Work to be completed: Since only part of the material below is wanted, output exactly the lines from the one with "backup was removed" up to and including the one with "#[derive(Debug, Clone, Default, PartialEq, Eq, Serialize)]".

Working data:
+--

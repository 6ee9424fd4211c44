//! Cleanup strategies
//!
//! A strategy receives the backups of one destination, newest first, and
//! deletes the ones that should not survive. Deletions go straight to the
//! disk; an error aborts the pass and leaves whatever was already deleted
//! deleted.

use std::collections::BTreeMap;

use chrono::{DateTime, Utc};
use serde::Serialize;
use tracing::debug;

use super::period::{PeriodKind, RetentionPeriods};
use crate::backup::{total_size, Backup, BackupCollection};
use crate::config::RetentionSettings;
use crate::error::StewardResult;

/// Why a backup was removed
#[derive(Debug, Clone, Copy, PartialEq, Eq, Serialize)]
#[serde(rename_all = "snake_case")]
pub enum DeletionReason {
    /// Another backup of the same group inside a window was newer
    Superseded(PeriodKind),
    /// Older than every retention window
    Expired,
    /// Removed to get under the size ceiling
    SizeLimit,
}

/// A backup removed by a cleanup pass
#[derive(Debug, Clone, PartialEq, Eq, Serialize)]
pub struct DeletedBackup {
    pub path: String,
    pub date: DateTime<Utc>,
    pub reason: DeletionReason,
}

/// What a cleanup pass did to one collection
#[derive(Debug, Clone, Default, PartialEq, Eq, Serialize)]
pub struct CleanupReport {
    /// The newest backup, which is never deleted
    pub kept_newest: Option<String>,
    /// Deleted backups in deletion order
    pub deleted: Vec<DeletedBackup>,
}

impl CleanupReport {
    /// Paths of the deleted backups
    pub fn deleted_paths(&self) -> Vec<&str> {
        self.deleted.iter().map(|d| d.path.as_str()).collect()
    }
}

/// Decides which backups of a destination are deleted
pub trait CleanupStrategy {
    fn delete_old_backups(&self, backups: &BackupCollection) -> StewardResult<CleanupReport>;
}

/// Grandfather-father-son retention with a size ceiling
#[derive(Debug, Clone)]
pub struct DefaultStrategy {
    settings: RetentionSettings,
    now: Option<DateTime<Utc>>,
}

impl DefaultStrategy {
    pub fn new(settings: RetentionSettings) -> Self {
        Self {
            settings,
            now: None,
        }
    }

    /// Anchor the retention windows at a fixed moment instead of the clock
    pub fn at(mut self, now: DateTime<Utc>) -> Self {
        self.now = Some(now);
        self
    }

    pub fn settings(&self) -> &RetentionSettings {
        &self.settings
    }

    /// Windows as seen from the strategy's notion of now
    pub fn periods(&self) -> RetentionPeriods {
        RetentionPeriods::calculate(&self.settings, self.now.unwrap_or_else(Utc::now))
    }

    fn thin_windows(
        &self,
        periods: &RetentionPeriods,
        backups: &[Backup],
        report: &mut CleanupReport,
    ) -> StewardResult<()> {
        for kind in PeriodKind::ALL {
            let period = periods.get(kind);
            let in_window: Vec<&Backup> = backups
                .iter()
                .filter(|b| period.contains(b.date()))
                .collect();

            for group in group_by_key(&in_window, |b| kind.group_key(b.date())).values() {
                for backup in group.iter().skip(1) {
                    delete(backup, DeletionReason::Superseded(kind), report)?;
                }
            }
        }
        Ok(())
    }

    fn remove_expired(
        &self,
        periods: &RetentionPeriods,
        backups: &[Backup],
        report: &mut CleanupReport,
    ) -> StewardResult<()> {
        let cutoff = periods.cutoff();
        for backup in backups.iter().filter(|b| b.date() < cutoff) {
            delete(backup, DeletionReason::Expired, report)?;
        }
        Ok(())
    }

    fn enforce_size_limit(
        &self,
        newest: &Backup,
        backups: &[Backup],
        report: &mut CleanupReport,
    ) -> StewardResult<()> {
        let maximum = self.settings.maximum_bytes();
        let newest_size = newest.size_in_bytes()?;

        loop {
            let survivors = existing(backups)?;
            let Some(oldest) = survivors.last() else {
                break;
            };
            if total_size(&survivors)? + newest_size <= maximum {
                break;
            }
            delete(oldest, DeletionReason::SizeLimit, report)?;
        }
        Ok(())
    }
}

impl CleanupStrategy for DefaultStrategy {
    fn delete_old_backups(&self, backups: &BackupCollection) -> StewardResult<CleanupReport> {
        let mut report = CleanupReport::default();

        let Some((newest, rest)) = backups.as_slice().split_first() else {
            return Ok(report);
        };
        report.kept_newest = Some(newest.path().to_string());

        let periods = self.periods();
        debug!(
            cutoff = %periods.cutoff(),
            candidates = rest.len(),
            "Applying retention windows"
        );

        self.thin_windows(&periods, rest, &mut report)?;
        self.remove_expired(&periods, rest, &mut report)?;
        self.enforce_size_limit(newest, rest, &mut report)?;

        Ok(report)
    }
}

/// Bucket backups by a key, keeping their order inside every bucket
pub fn group_by_key<'a, F>(backups: &[&'a Backup], key: F) -> BTreeMap<String, Vec<&'a Backup>>
where
    F: Fn(&Backup) -> String,
{
    let mut groups: BTreeMap<String, Vec<&'a Backup>> = BTreeMap::new();
    for backup in backups {
        groups.entry(key(*backup)).or_default().push(*backup);
    }
    groups
}

/// Backups that are still on their disk, in their original order
fn existing(backups: &[Backup]) -> StewardResult<Vec<&Backup>> {
    let mut result = Vec::new();
    for backup in backups {
        if backup.exists()? {
            result.push(backup);
        }
    }
    Ok(result)
}

fn delete(
    backup: &Backup,
    reason: DeletionReason,
    report: &mut CleanupReport,
) -> StewardResult<()> {
    if !backup.exists()? {
        return Ok(());
    }
    backup.delete()?;
    debug!(path = %backup.path(), reason = ?reason, "Retention removed backup");
    report.deleted.push(DeletedBackup {
        path: backup.path().to_string(),
        date: backup.date(),
        reason,
    });
    Ok(())
}
//! Retention
//!
//! Decides which backups of a destination survive a cleanup pass. The
//! default strategy never deletes the newest backup, keeps one backup per
//! day, week, month and year inside the configured windows, drops anything
//! older, and finally removes the oldest backups until the destination fits
//! under its size ceiling.

mod period;
mod strategy;

pub use period::{Period, PeriodKind, RetentionPeriods};
pub use strategy::{
    group_by_key, CleanupReport, CleanupStrategy, DefaultStrategy, DeletedBackup, DeletionReason,
};
//! Storage layer for backup-steward
//!
//! A [`Disk`] is one object store that destinations read from and write to.
//! Paths are `/`-separated and relative to the disk root.

pub mod local;
pub mod memory;
pub mod registry;

use std::io::Read;

use chrono::{DateTime, Utc};

use crate::config::WriteOptions;
use crate::error::StewardResult;

pub use local::LocalDisk;
pub use memory::MemoryDisk;
pub use registry::DiskRegistry;

/// MIME type reported for zip archives
pub const ZIP_MIME_TYPE: &str = "application/zip";

/// One storage backend
pub trait Disk: Send + Sync {
    /// Recursively list all files below `prefix`
    ///
    /// Fails when the disk itself cannot be reached.
    fn list_files(&self, prefix: &str) -> StewardResult<Vec<String>>;

    fn exists(&self, path: &str) -> StewardResult<bool>;

    /// Size in bytes
    fn size(&self, path: &str) -> StewardResult<u64>;

    fn last_modified(&self, path: &str) -> StewardResult<DateTime<Utc>>;

    /// Delete a file, returning whether something was removed
    fn delete(&self, path: &str) -> StewardResult<bool>;

    fn read_stream(&self, path: &str) -> StewardResult<Box<dyn Read>>;

    /// Store everything `reader` yields at `path`
    fn write_stream(
        &self,
        path: &str,
        reader: &mut dyn Read,
        options: &WriteOptions,
    ) -> StewardResult<()>;

    /// Best-effort MIME type; `None` when it cannot be determined
    fn mime_type(&self, path: &str) -> Option<String>;
}

/// Join a prefix and a file name with a single `/`
pub fn join_path(prefix: &str, name: &str) -> String {
    let prefix = prefix.trim_end_matches('/');
    let name = name.trim_start_matches('/');
    if prefix.is_empty() {
        name.to_string()
    } else {
        format!("{}/{}", prefix, name)
    }
}

/// Sniff a zip signature from the first bytes of a file
pub(crate) fn sniff_mime_type(header: &[u8]) -> Option<String> {
    const ZIP_SIGNATURES: [&[u8]; 3] = [b"PK\x03\x04", b"PK\x05\x06", b"PK\x07\x08"];

    if ZIP_SIGNATURES.iter().any(|sig| header.starts_with(sig)) {
        Some(ZIP_MIME_TYPE.to_string())
    } else if header.is_empty() {
        Some("application/x-empty".to_string())
    } else {
        Some("application/octet-stream".to_string())
    }
}

#[cfg(test)]
mod tests {
    use super::*;

    #[test]
    fn test_join_path() {
        assert_eq!(join_path("app", "a.zip"), "app/a.zip");
        assert_eq!(join_path("app/", "/a.zip"), "app/a.zip");
        assert_eq!(join_path("", "a.zip"), "a.zip");
    }

    #[test]
    fn test_sniff_mime_type() {
        assert_eq!(
            sniff_mime_type(b"PK\x03\x04rest").as_deref(),
            Some(ZIP_MIME_TYPE)
        );
        assert_eq!(
            sniff_mime_type(b"hello").as_deref(),
            Some("application/octet-stream")
        );
    }
}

+--

Solution to this task:
/// Why a backup was removed
#[derive(Debug, Clone, Copy, PartialEq, Eq, Serialize)]
#[serde(rename_all = "snake_case")]
pub enum DeletionReason {
    /// Another backup of the same group inside a window was newer
    Superseded(PeriodKind),
    /// Older than every retention window
    Expired,
    /// Removed to get under the size ceiling
    SizeLimit,
}

/// A backup removed by a cleanup pass
#[derive(Debug, Clone, PartialEq, Eq, Serialize)]
pub struct DeletedBackup {
    pub path: String,
    pub date: DateTime<Utc>,
    pub reason: DeletionReason,
}

/// What a cleanup pass did to one collection
#[derive(Debug, Clone, Default, PartialEq, Eq, Serialize)]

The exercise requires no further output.